WHAT YOU HAVE TO DO: Two lines below mark the span: the one containing "Ok(updated)" and the one containing "pub struct EventQuery". Set down both, plus every line between, exactly as they stand, and nothing else.

____

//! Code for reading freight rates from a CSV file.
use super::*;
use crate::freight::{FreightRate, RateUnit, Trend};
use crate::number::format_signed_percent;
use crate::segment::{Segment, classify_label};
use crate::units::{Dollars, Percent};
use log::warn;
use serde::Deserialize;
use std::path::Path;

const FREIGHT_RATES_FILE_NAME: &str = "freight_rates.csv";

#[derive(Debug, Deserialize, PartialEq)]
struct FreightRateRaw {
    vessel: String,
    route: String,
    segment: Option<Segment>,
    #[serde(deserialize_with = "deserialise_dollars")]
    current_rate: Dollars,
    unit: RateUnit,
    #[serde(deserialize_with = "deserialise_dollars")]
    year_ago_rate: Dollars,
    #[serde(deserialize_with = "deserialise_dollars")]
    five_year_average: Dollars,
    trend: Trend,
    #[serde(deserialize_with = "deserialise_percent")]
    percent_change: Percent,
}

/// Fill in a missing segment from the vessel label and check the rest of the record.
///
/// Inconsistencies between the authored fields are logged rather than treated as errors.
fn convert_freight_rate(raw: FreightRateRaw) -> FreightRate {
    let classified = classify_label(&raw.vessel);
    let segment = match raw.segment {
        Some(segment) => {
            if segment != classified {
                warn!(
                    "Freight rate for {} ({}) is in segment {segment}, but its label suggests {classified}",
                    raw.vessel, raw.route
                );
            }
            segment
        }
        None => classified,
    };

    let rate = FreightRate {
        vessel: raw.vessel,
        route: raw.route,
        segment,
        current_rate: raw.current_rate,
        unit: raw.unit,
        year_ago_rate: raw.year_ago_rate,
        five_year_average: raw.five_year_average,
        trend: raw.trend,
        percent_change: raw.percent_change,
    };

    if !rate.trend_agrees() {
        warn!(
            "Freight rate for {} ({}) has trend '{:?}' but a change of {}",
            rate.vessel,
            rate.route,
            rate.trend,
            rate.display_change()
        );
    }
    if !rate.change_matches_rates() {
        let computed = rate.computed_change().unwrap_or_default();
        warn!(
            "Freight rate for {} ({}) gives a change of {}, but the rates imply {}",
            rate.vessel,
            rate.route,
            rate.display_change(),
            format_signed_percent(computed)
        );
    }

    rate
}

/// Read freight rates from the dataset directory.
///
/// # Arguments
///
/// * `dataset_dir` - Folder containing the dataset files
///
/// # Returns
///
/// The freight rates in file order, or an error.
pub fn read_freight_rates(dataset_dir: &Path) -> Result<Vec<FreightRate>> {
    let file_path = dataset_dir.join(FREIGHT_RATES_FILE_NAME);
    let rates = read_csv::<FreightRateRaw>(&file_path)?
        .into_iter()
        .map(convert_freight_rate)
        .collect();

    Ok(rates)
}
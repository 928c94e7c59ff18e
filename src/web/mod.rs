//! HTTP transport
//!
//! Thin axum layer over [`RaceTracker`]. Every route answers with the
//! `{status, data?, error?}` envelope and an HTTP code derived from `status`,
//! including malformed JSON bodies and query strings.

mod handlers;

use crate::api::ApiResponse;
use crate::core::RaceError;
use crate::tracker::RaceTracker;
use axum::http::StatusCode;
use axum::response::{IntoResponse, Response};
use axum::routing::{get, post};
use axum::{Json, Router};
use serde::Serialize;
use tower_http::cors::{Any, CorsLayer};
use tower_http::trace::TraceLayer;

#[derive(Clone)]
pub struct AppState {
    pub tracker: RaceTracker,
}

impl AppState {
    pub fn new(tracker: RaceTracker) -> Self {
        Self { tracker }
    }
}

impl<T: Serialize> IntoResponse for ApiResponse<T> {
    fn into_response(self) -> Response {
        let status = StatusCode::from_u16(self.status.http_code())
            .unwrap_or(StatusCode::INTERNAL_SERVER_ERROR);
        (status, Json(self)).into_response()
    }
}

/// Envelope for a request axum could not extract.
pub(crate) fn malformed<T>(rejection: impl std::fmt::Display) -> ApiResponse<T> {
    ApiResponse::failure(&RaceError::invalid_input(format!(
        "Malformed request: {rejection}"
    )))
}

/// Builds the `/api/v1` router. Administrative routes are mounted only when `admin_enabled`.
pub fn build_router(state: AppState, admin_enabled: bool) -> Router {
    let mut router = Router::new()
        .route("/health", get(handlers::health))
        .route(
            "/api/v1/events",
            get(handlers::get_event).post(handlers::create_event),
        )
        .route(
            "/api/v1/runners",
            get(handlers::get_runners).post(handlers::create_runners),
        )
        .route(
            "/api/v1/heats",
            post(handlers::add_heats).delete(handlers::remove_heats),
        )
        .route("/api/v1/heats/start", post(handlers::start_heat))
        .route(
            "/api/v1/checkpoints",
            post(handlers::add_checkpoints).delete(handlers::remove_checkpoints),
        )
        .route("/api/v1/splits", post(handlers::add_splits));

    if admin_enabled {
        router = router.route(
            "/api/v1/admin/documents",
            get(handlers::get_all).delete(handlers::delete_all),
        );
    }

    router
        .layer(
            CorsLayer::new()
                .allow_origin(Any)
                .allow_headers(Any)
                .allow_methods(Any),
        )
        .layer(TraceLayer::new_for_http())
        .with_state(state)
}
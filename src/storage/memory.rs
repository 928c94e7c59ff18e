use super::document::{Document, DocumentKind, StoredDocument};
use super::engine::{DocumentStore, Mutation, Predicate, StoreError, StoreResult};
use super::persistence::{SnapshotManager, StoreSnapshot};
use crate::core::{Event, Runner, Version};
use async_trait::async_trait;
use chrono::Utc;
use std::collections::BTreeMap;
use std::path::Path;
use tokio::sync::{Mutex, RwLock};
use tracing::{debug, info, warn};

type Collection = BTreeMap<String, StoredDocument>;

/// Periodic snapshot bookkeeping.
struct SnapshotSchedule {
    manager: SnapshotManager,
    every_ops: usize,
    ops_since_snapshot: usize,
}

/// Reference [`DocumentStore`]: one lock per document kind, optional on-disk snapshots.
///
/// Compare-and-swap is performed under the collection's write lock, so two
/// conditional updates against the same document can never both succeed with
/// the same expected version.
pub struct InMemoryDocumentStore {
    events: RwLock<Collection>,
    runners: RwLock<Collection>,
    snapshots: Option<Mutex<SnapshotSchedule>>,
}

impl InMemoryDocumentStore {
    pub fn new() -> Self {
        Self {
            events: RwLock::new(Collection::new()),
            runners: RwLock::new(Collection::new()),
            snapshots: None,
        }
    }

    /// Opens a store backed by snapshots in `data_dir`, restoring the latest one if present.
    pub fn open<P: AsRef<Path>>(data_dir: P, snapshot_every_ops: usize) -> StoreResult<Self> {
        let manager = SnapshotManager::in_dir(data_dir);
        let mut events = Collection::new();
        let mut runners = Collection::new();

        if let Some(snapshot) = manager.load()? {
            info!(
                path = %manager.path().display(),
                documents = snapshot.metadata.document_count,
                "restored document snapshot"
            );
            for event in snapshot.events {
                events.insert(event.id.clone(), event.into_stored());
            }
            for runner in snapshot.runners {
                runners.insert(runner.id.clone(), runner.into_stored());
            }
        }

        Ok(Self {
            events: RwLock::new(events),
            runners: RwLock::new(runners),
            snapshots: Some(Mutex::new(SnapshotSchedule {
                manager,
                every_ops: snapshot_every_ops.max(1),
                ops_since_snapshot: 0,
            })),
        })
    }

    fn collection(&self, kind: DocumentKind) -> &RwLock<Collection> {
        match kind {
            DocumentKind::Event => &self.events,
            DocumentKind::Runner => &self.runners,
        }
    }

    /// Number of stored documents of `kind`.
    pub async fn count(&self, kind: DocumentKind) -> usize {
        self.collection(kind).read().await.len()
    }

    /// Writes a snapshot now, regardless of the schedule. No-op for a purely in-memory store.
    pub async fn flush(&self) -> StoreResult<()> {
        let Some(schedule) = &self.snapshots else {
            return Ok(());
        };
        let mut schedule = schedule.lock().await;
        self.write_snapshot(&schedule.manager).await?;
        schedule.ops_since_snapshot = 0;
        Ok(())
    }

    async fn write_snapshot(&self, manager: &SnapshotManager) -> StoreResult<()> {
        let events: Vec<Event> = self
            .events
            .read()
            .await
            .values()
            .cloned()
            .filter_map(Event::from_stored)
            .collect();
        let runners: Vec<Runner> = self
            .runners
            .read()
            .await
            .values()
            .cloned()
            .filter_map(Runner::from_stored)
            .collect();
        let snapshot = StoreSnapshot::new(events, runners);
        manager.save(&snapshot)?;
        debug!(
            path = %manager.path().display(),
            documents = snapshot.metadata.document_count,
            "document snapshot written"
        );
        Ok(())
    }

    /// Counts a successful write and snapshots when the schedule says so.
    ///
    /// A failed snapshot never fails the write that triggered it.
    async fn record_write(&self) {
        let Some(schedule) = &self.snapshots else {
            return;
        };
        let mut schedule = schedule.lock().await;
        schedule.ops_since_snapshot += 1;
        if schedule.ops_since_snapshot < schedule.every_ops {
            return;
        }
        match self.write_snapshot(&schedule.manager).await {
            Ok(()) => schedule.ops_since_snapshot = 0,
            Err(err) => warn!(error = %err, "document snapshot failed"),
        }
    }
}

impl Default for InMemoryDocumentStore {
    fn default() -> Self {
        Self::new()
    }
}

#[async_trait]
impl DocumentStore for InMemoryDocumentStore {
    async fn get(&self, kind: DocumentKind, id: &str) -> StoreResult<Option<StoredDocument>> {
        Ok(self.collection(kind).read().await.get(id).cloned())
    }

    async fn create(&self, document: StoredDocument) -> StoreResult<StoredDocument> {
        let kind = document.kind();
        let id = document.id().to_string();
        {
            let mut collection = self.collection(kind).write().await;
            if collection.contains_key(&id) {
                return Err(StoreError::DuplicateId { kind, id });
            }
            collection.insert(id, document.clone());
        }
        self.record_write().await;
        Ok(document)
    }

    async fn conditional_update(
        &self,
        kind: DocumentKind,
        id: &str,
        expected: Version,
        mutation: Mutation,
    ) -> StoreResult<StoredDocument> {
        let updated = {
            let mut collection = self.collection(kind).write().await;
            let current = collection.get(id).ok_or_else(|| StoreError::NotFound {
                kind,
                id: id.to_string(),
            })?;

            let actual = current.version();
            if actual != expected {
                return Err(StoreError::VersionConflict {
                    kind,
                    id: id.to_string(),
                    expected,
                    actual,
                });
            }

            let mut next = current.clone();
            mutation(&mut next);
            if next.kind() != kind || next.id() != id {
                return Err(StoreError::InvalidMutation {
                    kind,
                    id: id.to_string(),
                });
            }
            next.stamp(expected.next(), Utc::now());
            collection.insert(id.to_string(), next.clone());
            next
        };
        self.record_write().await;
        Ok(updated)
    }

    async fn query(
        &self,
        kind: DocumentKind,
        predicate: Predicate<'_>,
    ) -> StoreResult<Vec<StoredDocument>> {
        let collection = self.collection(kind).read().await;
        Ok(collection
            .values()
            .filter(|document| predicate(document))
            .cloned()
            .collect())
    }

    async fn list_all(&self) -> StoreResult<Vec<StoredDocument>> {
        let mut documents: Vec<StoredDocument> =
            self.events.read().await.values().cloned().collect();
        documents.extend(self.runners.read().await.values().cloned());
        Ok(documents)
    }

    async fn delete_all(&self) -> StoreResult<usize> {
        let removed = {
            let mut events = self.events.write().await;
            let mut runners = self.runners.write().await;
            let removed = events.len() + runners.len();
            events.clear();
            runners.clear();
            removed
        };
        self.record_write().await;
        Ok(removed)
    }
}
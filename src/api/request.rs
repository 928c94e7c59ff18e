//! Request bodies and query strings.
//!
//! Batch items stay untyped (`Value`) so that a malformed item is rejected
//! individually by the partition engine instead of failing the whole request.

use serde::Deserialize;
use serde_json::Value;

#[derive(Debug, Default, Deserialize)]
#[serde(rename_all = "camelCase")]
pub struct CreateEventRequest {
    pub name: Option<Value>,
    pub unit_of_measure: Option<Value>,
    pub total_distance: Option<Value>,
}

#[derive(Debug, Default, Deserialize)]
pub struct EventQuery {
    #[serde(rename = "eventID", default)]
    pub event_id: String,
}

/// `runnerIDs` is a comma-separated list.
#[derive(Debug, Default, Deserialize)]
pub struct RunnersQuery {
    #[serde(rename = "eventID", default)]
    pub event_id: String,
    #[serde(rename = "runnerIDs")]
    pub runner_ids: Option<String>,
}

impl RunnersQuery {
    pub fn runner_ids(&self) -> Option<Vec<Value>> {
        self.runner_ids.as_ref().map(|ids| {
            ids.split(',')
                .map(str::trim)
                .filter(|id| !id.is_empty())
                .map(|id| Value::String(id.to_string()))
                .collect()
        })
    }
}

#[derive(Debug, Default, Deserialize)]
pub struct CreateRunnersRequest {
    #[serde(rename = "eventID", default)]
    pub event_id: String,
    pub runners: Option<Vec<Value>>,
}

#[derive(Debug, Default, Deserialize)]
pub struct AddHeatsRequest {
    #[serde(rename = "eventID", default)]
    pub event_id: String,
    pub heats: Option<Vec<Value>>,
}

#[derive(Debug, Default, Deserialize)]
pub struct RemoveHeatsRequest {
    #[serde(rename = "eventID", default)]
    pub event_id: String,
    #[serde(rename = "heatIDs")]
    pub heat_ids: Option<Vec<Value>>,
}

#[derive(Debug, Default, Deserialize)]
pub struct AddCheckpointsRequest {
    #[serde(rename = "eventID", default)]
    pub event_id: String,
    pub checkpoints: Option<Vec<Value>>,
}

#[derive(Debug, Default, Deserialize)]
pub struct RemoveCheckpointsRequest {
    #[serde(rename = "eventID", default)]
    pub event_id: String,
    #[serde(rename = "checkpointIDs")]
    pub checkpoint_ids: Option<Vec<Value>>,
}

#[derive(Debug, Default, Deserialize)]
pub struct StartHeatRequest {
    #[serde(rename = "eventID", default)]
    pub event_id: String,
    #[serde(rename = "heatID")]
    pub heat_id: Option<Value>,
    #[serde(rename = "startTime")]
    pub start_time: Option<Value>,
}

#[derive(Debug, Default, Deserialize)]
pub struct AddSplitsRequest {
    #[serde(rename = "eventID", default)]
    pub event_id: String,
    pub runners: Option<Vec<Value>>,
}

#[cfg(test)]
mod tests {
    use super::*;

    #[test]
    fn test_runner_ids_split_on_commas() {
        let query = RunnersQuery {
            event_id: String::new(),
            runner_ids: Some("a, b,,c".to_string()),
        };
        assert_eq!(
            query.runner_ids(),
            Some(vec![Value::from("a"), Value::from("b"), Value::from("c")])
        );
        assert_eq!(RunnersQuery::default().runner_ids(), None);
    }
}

____

WRITTEN SOLUTION:
        Ok(updated)
    }

    async fn query(
        &self,
        kind: DocumentKind,
        predicate: Predicate<'_>,
    ) -> StoreResult<Vec<StoredDocument>> {
        let collection = self.collection(kind).read().await;
        Ok(collection
            .values()
            .filter(|document| predicate(document))
            .cloned()
            .collect())
    }

    async fn list_all(&self) -> StoreResult<Vec<StoredDocument>> {
        let mut documents: Vec<StoredDocument> =
            self.events.read().await.values().cloned().collect();
        documents.extend(self.runners.read().await.values().cloned());
        Ok(documents)
    }

    async fn delete_all(&self) -> StoreResult<usize> {
        let removed = {
            let mut events = self.events.write().await;
            let mut runners = self.runners.write().await;
            let removed = events.len() + runners.len();
            events.clear();
            runners.clear();
            removed
        };
        self.record_write().await;
        Ok(removed)
    }
}
filename src/api/request.rs
repository 928c94e7c59ff18e
//! Request bodies and query strings.
//!
//! Batch items stay untyped (`Value`) so that a malformed item is rejected
//! individually by the partition engine instead of failing the whole request.

use serde::Deserialize;
use serde_json::Value;

#[derive(Debug, Default, Deserialize)]
#[serde(rename_all = "camelCase")]
pub struct CreateEventRequest {
    pub name: Option<Value>,
    pub unit_of_measure: Option<Value>,
    pub total_distance: Option<Value>,
}

#[derive(Debug, Default, Deserialize)]
pub struct EventQuery {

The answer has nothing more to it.